Thirty-five years later, and faced with the inevitable cost to renovate, Dante's owners decided to sell the venerable steak restaurant. The new owners, a consortium of investors with a portfolio of restaurants and entertainment venues across North America, purchased Dante's in 2018.
The new owners planned to modernize the restaurant's interior and exterior and rebrand it as Dante's Smokehouse, an upscale and fine dining steakhouse while preserving the tradition of dry-aging steaks and smoking meats on the premises.
Logo Design Brief
The project brief for the new Dante's Smokehouse logo design required the logo to embody three core ideas: One, the new logo would update and modernize the restaurant's brand identity and give it a more formal cache. Two, the new logo would appeal to and attract travelers and out-of-town visitors. And three, the new logo design would position Dante's Smokehouse as a premier steakhouse in the competitive steak restaurant industry. The new logo did not have to include any of the elements from the previous Dante's logo.
Logo Review
The previous Dante's logo was a product of its time. The restaurant's logo had not been updated since its inception in the mid-1980s and it had long since shown its age. What virtues the original logo possessed--a (relatively speaking for the 1980s) limited color palate, easy legibility and good contrast--were overshadowed by its dated typeface, strange use of geometry and abundance of unnecessary copy. The original logo survived in handful of low-resolution raster formats; having been saved, resized, sharpened, scanned and saved again and again during the last three decades.
Logo Design
Insomniac Studios approached the new logo design as a fresh start for the beleaguered steakhouse. To position Dante's Smokehouse as competitor in the high-end steak restaurant industry, the logo and subsequent marketing materials needed a formal, but approachable design. The new logo design borrowed from gently from the beef industry, the history of cattle ranching and imagery from contemporary cooking.
The logo and subsequent marketing materials needed a formal, but approachable design.
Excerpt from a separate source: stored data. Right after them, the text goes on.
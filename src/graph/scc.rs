//! The strong-component graph and the optional fusion pass.
//!
//! Scnodes condense the node graph's strongly connected components into
//! an acyclic graph (Kosaraju, via petgraph; Tarjan is overkill here).
//! With fusion enabled, every scnode with exactly one predecessor is
//! folded into that predecessor, provided both carry the same cluster
//! tag; the loop conserves predecessor counts of survivors, so the
//! result is order-invariant. Either way the scnode graph stays acyclic.

use std::collections::BTreeSet;

use petgraph::algo::kosaraju_scc;
use petgraph::graph::{DiGraph, NodeIndex};

use crate::graph::NodeGraph;
use crate::provider::Package;
use crate::types::{ClusterId, NodeId, ScId};

/// Maximum number of lines in a rendered scnode label.
const MAX_LABEL_LINES: usize = 8;

/// A vertex of the condensed graph: an SCC of the node graph, optionally
/// fused with sole-predecessor tributaries sharing its cluster.
#[derive(Debug)]
pub struct ScNode {
    pub id: ScId,
    pub nodes: BTreeSet<NodeId>,
    pub succs: BTreeSet<ScId>,
    pub preds: BTreeSet<ScId>,
    pub cluster: Option<ClusterId>,
}

impl ScNode {
    /// Fused-away scnodes stay in the arena as empty shells.
    pub fn is_alive(&self) -> bool {
        !self.nodes.is_empty()
    }
}

/// The condensed, acyclic graph over scnodes.
#[derive(Debug)]
pub struct ScGraph {
    pub scnodes: Vec<ScNode>,
}

impl ScGraph {
    /// Condense the node graph; assigns every node's scnode pointer.
    pub fn build(graph: &mut NodeGraph, fuse: bool) -> ScGraph {
        let mut di: DiGraph<NodeId, ()> = DiGraph::with_capacity(graph.nodes.len(), 0);
        for node in &graph.nodes {
            di.add_node(node.id); // NodeIndex i == NodeId i
        }
        for node in &graph.nodes {
            for &succ in &node.succs {
                di.add_edge(NodeIndex::new(node.id), NodeIndex::new(succ), ());
            }
        }

        let mut scnodes = Vec::new();
        for component in kosaraju_scc(&di) {
            let id = scnodes.len();
            let mut members = BTreeSet::new();
            for idx in component {
                members.insert(idx.index());
                graph.nodes[idx.index()].scnode = Some(id);
            }
            let cluster = members
                .first()
                .and_then(|&n| graph.nodes[n].cluster);
            scnodes.push(ScNode {
                id,
                nodes: members,
                succs: BTreeSet::new(),
                preds: BTreeSet::new(),
                cluster,
            });
        }

        // Project node edges onto scnodes, discarding self-edges.
        for id in 0..scnodes.len() {
            let mut succs = BTreeSet::new();
            let mut preds = BTreeSet::new();
            for &n in &scnodes[id].nodes {
                for &s in &graph.nodes[n].succs {
                    let sc = graph.nodes[s].scnode.unwrap();
                    if sc != id {
                        succs.insert(sc);
                    }
                }
                for &p in &graph.nodes[n].preds {
                    let sc = graph.nodes[p].scnode.unwrap();
                    if sc != id {
                        preds.insert(sc);
                    }
                }
            }
            scnodes[id].succs = succs;
            scnodes[id].preds = preds;
        }

        let mut scgraph = ScGraph { scnodes };
        if fuse {
            scgraph.fuse(graph);
        }
        scgraph
    }

    /// Scnodes that survived fusion.
    pub fn iter(&self) -> impl Iterator<Item = &ScNode> {
        self.scnodes.iter().filter(|s| s.is_alive())
    }

    pub fn alive_count(&self) -> usize {
        self.iter().count()
    }

    /// Fold each single-predecessor scnode into that predecessor when
    /// both carry the same cluster tag; iterate to a fixed point.
    fn fuse(&mut self, graph: &mut NodeGraph) {
        loop {
            let mut changed = false;
            for b in 0..self.scnodes.len() {
                if !self.scnodes[b].is_alive() || self.scnodes[b].preds.len() != 1 {
                    continue;
                }
                let a = *self.scnodes[b].preds.first().unwrap();
                if self.scnodes[a].cluster != self.scnodes[b].cluster {
                    // never fuse across clusters
                    continue;
                }
                changed = true;

                let nodes = std::mem::take(&mut self.scnodes[b].nodes);
                let succs = std::mem::take(&mut self.scnodes[b].succs);
                self.scnodes[b].preds.clear();
                self.scnodes[a].succs.remove(&b);

                for &n in &nodes {
                    graph.nodes[n].scnode = Some(a);
                }
                self.scnodes[a].nodes.extend(nodes);

                for c in succs {
                    self.scnodes[a].succs.insert(c);
                    self.scnodes[c].preds.remove(&b);
                    self.scnodes[c].preds.insert(a);
                }
            }
            if !changed {
                break;
            }
        }
    }

    /// Multi-line label: members ordered by exportedness then in-degree,
    /// capped at `MAX_LABEL_LINES` with a `+ N more` tail.
    pub fn label(&self, sc: &ScNode, pkg: &Package, graph: &NodeGraph) -> String {
        let mut order: Vec<NodeId> = sc.nodes.iter().copied().collect();
        order.sort_by(|&a, &b| {
            let na = &graph.nodes[a];
            let nb = &graph.nodes[b];
            nb.exportedness(pkg)
                .cmp(&na.exportedness(pkg))
                .then(nb.preds.len().cmp(&na.preds.len()))
                .then(na.name.cmp(&nb.name))
        });

        let mut label = String::new();
        for (i, &n) in order.iter().enumerate() {
            if i > 0 {
                label.push('\n');
            }
            if i == MAX_LABEL_LINES - 1 && order.len() > MAX_LABEL_LINES {
                label.push_str(&format!("+ {} more", order.len() - i));
                break;
            }
            label.push_str(&graph.nodes[n].label());
        }
        label
    }
}

#[cfg(test)]
mod tests {
    use super::*;
    use crate::provider::Package;

    fn build(src: &str, fuse: bool) -> (Package, NodeGraph, ScGraph) {
        let pkg = Package::load_sources(&[("t.go", src)]).unwrap();
        let mut graph = NodeGraph::build(&pkg);
        let sc = ScGraph::build(&mut graph, fuse);
        (pkg, graph, sc)
    }

    fn sc_of(graph: &NodeGraph, name: &str) -> ScId {
        graph
            .nodes
            .iter()
            .find(|n| n.name == name)
            .and_then(|n| n.scnode)
            .unwrap()
    }

    #[test]
    fn mutual_recursion_one_scc() {
        let (_, g, sc) = build(
            "package p\n\nfunc A() { B() }\n\nfunc B() { A() }\n\nfunc C() {}\n",
            false,
        );
        assert_eq!(sc_of(&g, "A"), sc_of(&g, "B"));
        assert_ne!(sc_of(&g, "A"), sc_of(&g, "C"));
        assert_eq!(sc.alive_count(), 2);
    }

    #[test]
    fn type_and_methods_share_scc() {
        let (_, g, _) = build(
            "package p\n\ntype T int\n\nfunc (T) m() {}\n\nfunc f(t T) { t.m() }\n",
            false,
        );
        assert_eq!(sc_of(&g, "T"), sc_of(&g, "(T).m"));
        assert_ne!(sc_of(&g, "f"), sc_of(&g, "T"));
    }

    #[test]
    fn scgraph_is_acyclic() {
        let (_, g, sc) = build(
            concat!(
                "package p\n\nfunc A() { B(); C() }\n\nfunc B() { C() }\n\n",
                "func C() { D() }\n\nfunc D() { C() }\n",
            ),
            false,
        );
        // reachability must be antisymmetric
        for s in sc.iter() {
            let mut stack: Vec<ScId> = s.succs.iter().copied().collect();
            let mut seen = BTreeSet::new();
            while let Some(t) = stack.pop() {
                assert_ne!(t, s.id, "cycle through scnode {}", s.id);
                if seen.insert(t) {
                    stack.extend(sc.scnodes[t].succs.iter().copied());
                }
            }
        }
        assert!(g.nodes.iter().all(|n| n.scnode.is_some()));
    }

    #[test]
    fn fusion_collapses_tributaries() {
        // A → B, A → C; B and C have A as sole predecessor.
        let src = "package p\n\nfunc A() { B(); C() }\n\nfunc B() {}\n\nfunc C() {}\n";
        let (_, _, plain) = build(src, false);
        assert_eq!(plain.alive_count(), 3);

        let (_, g, fused) = build(src, true);
        assert_eq!(fused.alive_count(), 1);
        let only = fused.iter().next().unwrap();
        assert_eq!(only.nodes.len(), 3);
        assert!(g.nodes.iter().all(|n| n.scnode == Some(only.id)));
        assert!(only.succs.is_empty() && only.preds.is_empty());
    }

    #[test]
    fn fusion_respects_clusters() {
        let src = "package p\n\nfunc A() { B() }\n\nfunc B() {}\n";
        let pkg = Package::load_sources(&[("t.go", src)]).unwrap();
        let mut graph = NodeGraph::build(&pkg);
        graph.nodes[0].cluster = Some(1);
        graph.nodes[1].cluster = Some(0);
        let sc = ScGraph::build(&mut graph, true);
        assert_eq!(sc.alive_count(), 2, "cross-cluster fuse must be refused");
    }

    #[test]
    fn fusion_is_deterministic() {
        let src = concat!(
            "package p\n\nfunc A() { B(); C() }\n\nfunc B() { D() }\n\n",
            "func C() { D() }\n\nfunc D() {}\n",
        );
        let (_, g1, s1) = build(src, true);
        let (_, g2, s2) = build(src, true);
        let part1: Vec<_> = g1.nodes.iter().map(|n| n.scnode).collect();
        let part2: Vec<_> = g2.nodes.iter().map(|n| n.scnode).collect();
        assert_eq!(part1, part2);
        assert_eq!(s1.alive_count(), s2.alive_count());
    }

    #[test]
    fn label_caps_lines() {
        let mut src = String::from("package p\n\n");
        // ten mutually recursive functions → one big SCC
        for i in 0..10 {
            src.push_str(&format!("func f{}() {{ f{}() }}\n\n", i, (i + 1) % 10));
        }
        let (pkg, g, sc) = build(&src, false);
        let big = sc.iter().next().unwrap();
        assert_eq!(big.nodes.len(), 10);
        let label = sc.label(big, &pkg, &g);
        assert_eq!(label.lines().count(), MAX_LABEL_LINES);
        assert!(label.ends_with("+ 3 more"));
    }
}
//! Tree-sitter scanning: files into declaration-units and definitions.
//!
//! Granularity rules:
//! - `func`/method declarations: one unit each;
//! - a whole `const` declaration: one unit, however many specs;
//! - grouped `var (...)`/`type (...)`: one unit per spec;
//! - ungrouped `var`/`type`: one unit for the declaration.
//!
//! The same `for_each_decl_unit` walk is reused by the resolver and by the
//! file splitter's bookkeeping, so the i-th visited unit always lines up
//! with the i-th recorded one.

use std::path::PathBuf;

use anyhow::{anyhow, bail, Result};
use once_cell::sync::Lazy;
use tree_sitter::{Language, Node, Parser, Tree};

use super::{
    Arena, DeclKind, DeclUnit, DefSite, EntityKind, GroupRef, Import, Receiver, SourceFile,
};
use crate::types::Span;

static GO: Lazy<Language> = Lazy::new(|| tree_sitter_go::LANGUAGE.into());

pub(crate) fn new_parser() -> Result<Parser> {
    let mut parser = Parser::new();
    parser
        .set_language(&GO)
        .map_err(|e| anyhow!("loading Go grammar: {e}"))?;
    Ok(parser)
}

/// A declaration-unit as it appears in the tree, before definition and
/// use extraction.
pub(crate) struct Unit<'t> {
    pub syntax: Node<'t>,
    pub kind: DeclKind,
    pub group: Option<GroupRef>,
}

/// Visit every declaration-unit of a file in source order.
pub(crate) fn for_each_decl_unit<'t>(root: Node<'t>, mut f: impl FnMut(Unit<'t>)) {
    let mut cursor = root.walk();
    let mut group_seq = 0usize;
    for decl in root.named_children(&mut cursor) {
        match decl.kind() {
            "function_declaration" | "method_declaration" => f(Unit {
                syntax: decl,
                kind: DeclKind::Func,
                group: None,
            }),
            "const_declaration" => f(Unit {
                syntax: decl,
                kind: DeclKind::Const,
                group: None,
            }),
            "var_declaration" | "type_declaration" => {
                let kind = if decl.kind() == "var_declaration" {
                    DeclKind::Var
                } else {
                    DeclKind::Type
                };
                match group_parens(decl) {
                    Some((lparen, rparen)) => {
                        let id = group_seq;
                        group_seq += 1;
                        let specs = spec_children(decl);
                        let last = specs.len().saturating_sub(1);
                        for (i, spec) in specs.into_iter().enumerate() {
                            f(Unit {
                                syntax: spec,
                                kind,
                                group: Some(GroupRef {
                                    id,
                                    first: i == 0,
                                    last: i == last,
                                    lparen,
                                    rparen,
                                }),
                            });
                        }
                    }
                    None => f(Unit {
                        syntax: decl,
                        kind,
                        group: None,
                    }),
                }
            }
            _ => {} // package clause, imports, comments
        }
    }
}

/// Paren offsets of a grouped declaration, or None when ungrouped.
fn group_parens(decl: Node) -> Option<(usize, usize)> {
    let mut cursor = decl.walk();
    let mut lparen = None;
    let mut rparen = None;
    for child in decl.children(&mut cursor) {
        match child.kind() {
            "(" => lparen = Some(child.start_byte()),
            ")" => rparen = Some(child.start_byte()),
            _ => {}
        }
    }
    Some((lparen?, rparen?))
}

/// The spec children of a grouped var/type declaration, in order.
fn spec_children(decl: Node) -> Vec<Node> {
    let mut cursor = decl.walk();
    decl.named_children(&mut cursor)
        .filter(|c| matches!(c.kind(), "var_spec" | "type_spec" | "type_alias"))
        .collect()
}

pub(crate) fn scan_file(
    tree: &Tree,
    text: String,
    path: PathBuf,
    arena: &mut Arena,
) -> Result<SourceFile> {
    let root = tree.root_node();
    let src = text.as_str();

    let clause = find_child(root, "package_clause")
        .ok_or_else(|| anyhow!("{}: missing package clause", path.display()))?;
    let package_name = find_child(clause, "package_identifier")
        .map(|n| node_text(n, src).to_string())
        .ok_or_else(|| anyhow!("{}: unnamed package clause", path.display()))?;

    // The splitter's starting offset: past the package clause and every
    // import declaration, extended to the next newline.
    let mut header_end = clause.end_byte();
    let mut imports = Vec::new();
    {
        let mut cursor = root.walk();
        for decl in root.named_children(&mut cursor) {
            if decl.kind() == "import_declaration" {
                header_end = header_end.max(decl.end_byte());
                collect_imports(decl, src, &mut imports);
            }
        }
    }
    header_end = with_newline(src, header_end);

    let base = path
        .file_name()
        .and_then(|b| b.to_str())
        .map(str::to_string)
        .unwrap_or_else(|| path.display().to_string());

    let mut decls = Vec::new();
    let mut err = None;
    for_each_decl_unit(root, |unit| {
        if err.is_some() {
            return;
        }
        match scan_unit(&unit, src, arena) {
            Ok(decl) => decls.push(decl),
            Err(e) => err = Some(e),
        }
    });
    if let Some(e) = err {
        bail!("{}: {}", path.display(), e);
    }

    Ok(SourceFile {
        path,
        base,
        head_end: clause.start_byte(),
        header_end,
        package_name,
        imports,
        decls,
        text,
    })
}

fn scan_unit(unit: &Unit, src: &str, arena: &mut Arena) -> Result<DeclUnit> {
    let syntax = unit.syntax;
    let mut defs = Vec::new();
    let mut recv = None;

    match syntax.kind() {
        "function_declaration" => {
            if let Some(name) = syntax.child_by_field_name("name") {
                let text = node_text(name, src);
                // init functions and blank funcs declare nothing referable.
                if text != "init" && text != "_" {
                    defs.push(DefSite {
                        entity: arena.add(text, EntityKind::Func),
                        span: span_of(name),
                    });
                }
            }
        }
        "method_declaration" => {
            let receiver = method_receiver(syntax, src)
                .ok_or_else(|| anyhow!("method declaration without receiver type"))?;
            if let Some(name) = syntax.child_by_field_name("name") {
                let text = node_text(name, src);
                if text != "_" {
                    defs.push(DefSite {
                        entity: arena.add(
                            text,
                            EntityKind::Method {
                                recv: receiver.display.clone(),
                            },
                        ),
                        span: span_of(name),
                    });
                }
            }
            recv = Some(receiver);
        }
        "const_declaration" => {
            let mut cursor = syntax.walk();
            for spec in syntax.named_children(&mut cursor) {
                if spec.kind() == "const_spec" {
                    collect_spec_names(spec, src, EntityKind::Const, arena, &mut defs);
                }
            }
        }
        "var_declaration" => {
            let mut cursor = syntax.walk();
            for spec in syntax.named_children(&mut cursor) {
                if spec.kind() == "var_spec" {
                    collect_spec_names(spec, src, EntityKind::Var, arena, &mut defs);
                }
            }
        }
        "var_spec" => collect_spec_names(syntax, src, EntityKind::Var, arena, &mut defs),
        "type_declaration" => {
            let mut cursor = syntax.walk();
            for spec in syntax.named_children(&mut cursor) {
                if matches!(spec.kind(), "type_spec" | "type_alias") {
                    collect_spec_names(spec, src, EntityKind::Type, arena, &mut defs);
                }
            }
        }
        "type_spec" | "type_alias" => {
            collect_spec_names(syntax, src, EntityKind::Type, arena, &mut defs)
        }
        other => bail!("unexpected declaration-unit kind {other:?}"),
    }

    let mut extra_defs = Vec::new();
    collect_selectable_defs(syntax, src, arena, &mut extra_defs);

    Ok(DeclUnit {
        kind: unit.kind,
        span: span_of(syntax),
        line: syntax.start_position().row + 1,
        group: unit.group,
        defs,
        extra_defs,
        uses: Vec::new(), // filled by the resolver
        recv,
    })
}

/// Names declared by one const/var/type spec; blanks omitted.
fn collect_spec_names(
    spec: Node,
    src: &str,
    kind: EntityKind,
    arena: &mut Arena,
    defs: &mut Vec<DefSite>,
) {
    let mut cursor = spec.walk();
    for name in spec.children_by_field_name("name", &mut cursor) {
        let text = node_text(name, src);
        if text == "_" {
            continue;
        }
        defs.push(DefSite {
            entity: arena.add(text, kind.clone()),
            span: span_of(name),
        });
    }
}

/// Struct fields and interface methods anywhere inside the unit. They are
/// not node objects, but the entity→node map must know which unit owns
/// them so cross-cluster selector references can be detected.
fn collect_selectable_defs(node: Node, src: &str, arena: &mut Arena, out: &mut Vec<DefSite>) {
    match node.kind() {
        "field_declaration" => {
            let mut cursor = node.walk();
            for name in node.children_by_field_name("name", &mut cursor) {
                let text = node_text(name, src);
                if text != "_" {
                    out.push(DefSite {
                        entity: arena.add(text, EntityKind::Field),
                        span: span_of(name),
                    });
                }
            }
            if let Some(ty) = node.child_by_field_name("type") {
                collect_selectable_defs(ty, src, arena, out);
            }
            return;
        }
        "method_elem" | "method_spec" => {
            if let Some(name) = node.child_by_field_name("name") {
                out.push(DefSite {
                    entity: arena.add(node_text(name, src), EntityKind::IfaceMethod),
                    span: span_of(name),
                });
            }
            return;
        }
        _ => {}
    }
    let mut cursor = node.walk();
    for child in node.named_children(&mut cursor) {
        collect_selectable_defs(child, src, arena, out);
    }
}

/// Receiver of a method declaration: display text (e.g. `*T`) and the
/// underlying named type (`T`).
fn method_receiver(decl: Node, src: &str) -> Option<Receiver> {
    let list = decl.child_by_field_name("receiver")?;
    let mut cursor = list.walk();
    let param = list
        .named_children(&mut cursor)
        .find(|c| c.kind() == "parameter_declaration")?;
    let ty = param.child_by_field_name("type")?;
    let display = node_text(ty, src).to_string();
    let base = base_type_name(ty, src)?;
    Some(Receiver { display, base })
}

/// Peel pointers and type arguments down to the receiver's named type.
fn base_type_name(ty: Node, src: &str) -> Option<String> {
    match ty.kind() {
        "pointer_type" | "parenthesized_type" => {
            let mut cursor = ty.walk();
            let inner = ty.named_children(&mut cursor).next()?;
            base_type_name(inner, src)
        }
        "generic_type" => base_type_name(ty.child_by_field_name("type")?, src),
        "type_identifier" => Some(node_text(ty, src).to_string()),
        _ => None,
    }
}

fn collect_imports(decl: Node, src: &str, out: &mut Vec<Import>) {
    let mut cursor = decl.walk();
    let mut specs = Vec::new();
    for child in decl.named_children(&mut cursor) {
        match child.kind() {
            "import_spec" => specs.push(child),
            "import_spec_list" => {
                let mut inner = child.walk();
                specs.extend(
                    child
                        .named_children(&mut inner)
                        .filter(|c| c.kind() == "import_spec"),
                );
            }
            _ => {}
        }
    }
    for spec in specs {
        let Some(path_node) = spec.child_by_field_name("path") else {
            continue;
        };
        let path = node_text(path_node, src)
            .trim_matches(|c| c == '"' || c == '`')
            .to_string();
        let name = match spec.child_by_field_name("name") {
            // Dot and blank imports contribute no referable name.
            Some(n) if matches!(node_text(n, src), "." | "_") => continue,
            Some(n) => node_text(n, src).to_string(),
            None => last_segment(&path).to_string(),
        };
        out.push(Import { name, path });
    }
}

pub(crate) fn last_segment(path: &str) -> &str {
    path.rsplit('/').next().unwrap_or(path)
}

/// Advance `i` just past the next newline, the way all splitter text
/// operations are newline-terminated.
pub(crate) fn with_newline(src: &str, mut i: usize) -> usize {
    let bytes = src.as_bytes();
    while i < bytes.len() {
        if bytes[i] == b'\n' {
            return i + 1;
        }
        i += 1;
    }
    i
}

pub(crate) fn span_of(node: Node) -> Span {
    Span::new(node.start_byte(), node.end_byte())
}

pub(crate) fn node_text<'s>(node: Node, src: &'s str) -> &'s str {
    &src[node.start_byte()..node.end_byte()]
}

fn find_child<'t>(node: Node<'t>, kind: &str) -> Option<Node<'t>> {
    let mut cursor = node.walk();
    let found = node.named_children(&mut cursor).find(|c| c.kind() == kind);
    match found {
        Some(n) => Some(n),
        None => {
            // package_identifier sits one level down in the clause
            let mut cursor = node.walk();
            for child in node.named_children(&mut cursor) {
                if let Some(n) = find_child(child, kind) {
                    return Some(n);
                }
            }
            None
        }
    }
}
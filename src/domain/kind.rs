//! Tag kinds: the closed classification of markup elements.

use std::fmt;
use std::hash::Hash;

/// Closed set of element kinds with a catch-all for unknown names.
///
/// Name resolution is total from the caller's point of view: a `None` from
/// [`TagKind::from_name`] is downgraded to [`TagKind::DEFAULT`] by [`TagKind::resolve`].
pub trait TagKind: Copy + Eq + Hash + fmt::Debug + Send + Sync + 'static {
    /// Fallback for names that map to no known kind.
    const DEFAULT: Self;

    /// Looks up the kind for an element name.
    fn from_name(name: &str) -> Option<Self>;

    /// Lowercase element name used when rendering.
    fn name(&self) -> &'static str;

    /// Like [`TagKind::from_name`] but never fails.
    fn resolve(name: &str) -> Self {
        Self::from_name(name).unwrap_or(Self::DEFAULT)
    }
}

macro_rules! html_tag_kinds {
    ($($variant:ident => $name:literal),+ $(,)?) => {
        /// Element kinds of HTML documents.
        #[derive(Debug, Clone, Copy, PartialEq, Eq, Hash, PartialOrd, Ord)]
        pub enum HtmlTagKind {
            $($variant,)+
            /// Any element whose name is not listed above.
            Default,
        }

        impl HtmlTagKind {
            pub const ALL: &'static [HtmlTagKind] = &[$(HtmlTagKind::$variant,)+ HtmlTagKind::Default];
        }

        impl TagKind for HtmlTagKind {
            const DEFAULT: Self = HtmlTagKind::Default;

            fn from_name(name: &str) -> Option<Self> {
                $(
                    if name.eq_ignore_ascii_case($name) {
                        return Some(HtmlTagKind::$variant);
                    }
                )+
                None
            }

            fn name(&self) -> &'static str {
                match self {
                    $(HtmlTagKind::$variant => $name,)+
                    HtmlTagKind::Default => "default",
                }
            }
        }
    };
}

html_tag_kinds! {
    A => "a",
    Abbr => "abbr",
    Address => "address",
    Area => "area",
    Article => "article",
    Aside => "aside",
    Audio => "audio",
    B => "b",
    Base => "base",
    Blockquote => "blockquote",
    Body => "body",
    Br => "br",
    Button => "button",
    Canvas => "canvas",
    Caption => "caption",
    Code => "code",
    Col => "col",
    Dd => "dd",
    Div => "div",
    Dl => "dl",
    Dt => "dt",
    Em => "em",
    Fieldset => "fieldset",
    Figure => "figure",
    Footer => "footer",
    Form => "form",
    H1 => "h1",
    H2 => "h2",
    H3 => "h3",
    H4 => "h4",
    H5 => "h5",
    H6 => "h6",
    Head => "head",
    Header => "header",
    Hr => "hr",
    Html => "html",
    I => "i",
    Iframe => "iframe",
    Img => "img",
    Input => "input",
    Label => "label",
    Li => "li",
    Link => "link",
    Main => "main",
    Meta => "meta",
    Nav => "nav",
    Noscript => "noscript",
    Ol => "ol",
    Option => "option",
    P => "p",
    Pre => "pre",
    Script => "script",
    Section => "section",
    Select => "select",
    Small => "small",
    Span => "span",
    Strong => "strong",
    Style => "style",
    Sub => "sub",
    Sup => "sup",
    Table => "table",
    Tbody => "tbody",
    Td => "td",
    Textarea => "textarea",
    Tfoot => "tfoot",
    Th => "th",
    Thead => "thead",
    Title => "title",
    Tr => "tr",
    U => "u",
    Ul => "ul",
    Video => "video",
}

impl fmt::Display for HtmlTagKind {
    fn fmt(&self, f: &mut fmt::Formatter<'_>) -> fmt::Result {
        f.write_str(self.name())
    }
}
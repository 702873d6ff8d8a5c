//! CLI-level errors (wraps application errors)

use thiserror::Error;

use crate::application::ApplicationError;
use crate::domain::DomainError;

/// CLI errors are the top-level error type.
/// These are what get displayed to the user.
#[derive(Error, Debug)]
pub enum CliError {
    #[error("{0}")]
    Application(#[from] ApplicationError),

    #[error("invalid arguments: {0}")]
    InvalidArgs(String),
}

/// Result type for CLI operations.
pub type CliResult<T> = Result<T, CliError>;

impl From<DomainError> for CliError {
    fn from(e: DomainError) -> Self {
        CliError::Application(ApplicationError::Domain(e))
    }
}

impl CliError {
    /// Get the appropriate exit code for this error.
    pub fn exit_code(&self) -> i32 {
        match self {
            CliError::InvalidArgs(_) => crate::exitcode::USAGE,
            CliError::Application(e) => match e {
                ApplicationError::Io { source, .. }
                    if source.kind() == std::io::ErrorKind::NotFound =>
                {
                    crate::exitcode::NOINPUT
                }
                ApplicationError::Io { .. } => crate::exitcode::IOERR,
                ApplicationError::EventDecode { .. } => crate::exitcode::DATAERR,
                ApplicationError::Config { .. } => crate::exitcode::CONFIG,
                ApplicationError::Domain(DomainError::MalformedInput(_)) => {
                    crate::exitcode::DATAERR
                }
                ApplicationError::Domain(_) => crate::exitcode::SOFTWARE,
            },
        }
    }
}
A handful of considerations go into making a great steak: the beef, the cut and how it is cooked. Insomniac Studios considered each of these elements to design the new logo. The beef is represented by the cattle head. The cattle’s breed, be it is Black Angus, Red Angus, Charolais, Hereford, Limousin, or Holstein and its diet will contribute to the quality and flavor of a steak. The steak’s cut: filet, porterhouse, bone-in ribeye, t-bone or sirloin; dramatically influences flavor and texture. Two chef’s knives replace the cattle’s horns in the logo to represent the importance of the steak’s cut. And, lastly, fire. The fire was the only graphic design element from Dante’s previous logo to remain. It represents the careful application of smoke and heat in the steak’s cooking.
Contact Insomniac Studios
If you like the thinking behind this branding, logo design and marketing project and would like to put it to work for your company or organization, contact Insomniac Studios.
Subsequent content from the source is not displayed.